The Office of the U.S. Trade Representative yesterday released a list of $200 billion worth of Chinese goods (comprising 6,031 tariff items) that could be subject to a new 10% import surtax in a move that if implemented would represent a massive escalation of President Trump’s burgeoning trade war with China.
A statement issued by USTR Robert Lighthizer said that the administration was taking the action “as a result of China’s retaliation and failure to change its practices.”
Last week, the U.S. imposed 25% tariffs on Chinese imports worth $34 billion – the first wave of an initial round of Section 301 tariffs worth an estimated $50 billion in total – to which Beijing responded with “proportionate” retaliatory tariffs on the same amount of U.S. goods.
The second wave of the initial round, applicable to roughly $16 billion worth of Chinese products related to the “Made in China 2025” industrial plan, as well as tariff subheadings that stakeholders recommended during the comment period, is set to be imposed in the coming weeks.
The USTR said that upping the ante with its latest threat to impose tariffs on an additional $200 billion worth of goods, “is an appropriate response under the authority of Section 301 to obtain the elimination of China’s harmful industrial policies.”
Government officials in Beijing said the U.S. threat was “totally unacceptable” and slammed the Trump administration’s behaviour as “typical trade bullying.” A Foreign Ministry spokesperson characterized the accelerating conflict as “a war between unilateralism and multilateralism, between protectionism and free trade, and between power and rules.”
“Holding on to the outdated zero-sum mentality and willfully launching the trade war not only undermines interests of the two parties directly involved, but also others in the global industrial chain, and there will be no winner,” Chinese officials warned.
While vowing to “work with the international community to jointly safeguard the multilateral trading system and rules,” Beijing said it “will be forced to impose necessary countermeasures” in the meantime “to protect the core interests of the nation and its people.”
President Trump has threatened that if, as is widely expected, the Chinese counter the tariffs on $200 billion worth of goods, an additional round of restrictions will hit still another $200 billion worth of Chinese goods. In the event all threats are realized, the U.S. will have slapped tariffs on more than 80% of all Chinese exports to the United States.
“For over a year, the Trump Administration has patiently urged China to stop its unfair practices, open its market, and engage in true market competition,” Lighthizer said in his statement. “We have been very clear and detailed regarding the specific changes China should undertake. Unfortunately, China has not changed its behavior – behavior that puts the future of the U.S. economy at risk. Rather than address our legitimate concerns, China has begun to retaliate against U.S. products. There is no justification for such action.”

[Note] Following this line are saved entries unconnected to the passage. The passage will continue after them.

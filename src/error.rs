//! Error types for the fund manager

use thiserror::Error;

/// Result type alias for advisor operations
pub type Result<T> = std::result::Result<T, AdvisorError>;

#[derive(Error, Debug)]
pub enum AdvisorError {

    // =============================
    // Dispatch Errors
    // =============================

    #[error("Routing ambiguity: supervisor answered {0:?}")]
    RoutingAmbiguity(String),

    #[error("LLM error: {0}")]
    LlmError(String),

    #[error("Session error: {0}")]
    SessionError(String),

    // =============================
    // Tool Errors
    // =============================

    #[error("Tool error: {0}")]
    ToolError(String),

    #[error("Tool not found: {0}")]
    ToolNotFound(String),

    #[error("Invalid tool input: {0}")]
    InvalidToolInput(String),

    #[error("Tool {0} timed out after {1}ms")]
    ToolTimeout(String, u64),

    #[error("Chain error: {0}")]
    ChainError(String),

    // =============================
    // Infrastructure Errors
    // =============================

    #[error("Configuration error: {0}")]
    ConfigError(String),

    #[error("Database error: {0}")]
    DatabaseError(String),

    // =============================
    // External Library Conversions
    // =============================

    #[error("Serialization error: {0}")]
    SerializationError(#[from] serde_json::Error),

    #[error("HTTP client error: {0}")]
    HttpError(#[from] reqwest::Error),

    #[error("IO error: {0}")]
    IoError(#[from] std::io::Error),
}
use defi_fund_manager::{advisor::Advisor, api::start_server, config::Settings};
use std::sync::Arc;
use tracing::info;
use tracing_subscriber::EnvFilter;

#[tokio::main]
async fn main() -> Result<(), Box<dyn std::error::Error>> {
    // Load environment variables
    dotenv::dotenv().ok();

    // Initialize tracing
    tracing_subscriber::fmt()
        .with_env_filter(EnvFilter::try_from_default_env().unwrap_or_else(|_| EnvFilter::new("info")))
        .init();

    let settings = Settings::from_env()?;
    if settings.llm.api_key.is_empty() {
        eprintln!("⚠️  GEMINI_API_KEY not set in .env");
    }

    info!("🚀 DeFi Fund Manager - API Server");
    info!("📍 Port: {}", settings.services.port);

    let advisor = Arc::new(Advisor::from_settings(&settings).await?);

    info!("✅ Advisor initialized");
    info!("📡 Starting API server...");

    start_server(advisor, settings.services.port).await?;

    Ok(())
}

Lighthizer said the administration was still willing to “engage in efforts that could lead to a resolution of our concerns about China’s unfair trade practices and to China opening its market to U.S. goods and services,” cautioning that meanwhile, “we will remain vigilant in defending the ability of our workers and businesses to compete on a fair and reciprocal basis.”
The USTR will hold a hearing August 20-23 about the contents of the proposed list. Aug. 30 is the due date for post-hearing rebuttal comments. The tariffs will not be imposed until after that deadline, according to administration officials. Requests to appear at the Aug. 20-23 hearing and pre-hearing submissions are due by July 27. Written comments are due by Aug. 17.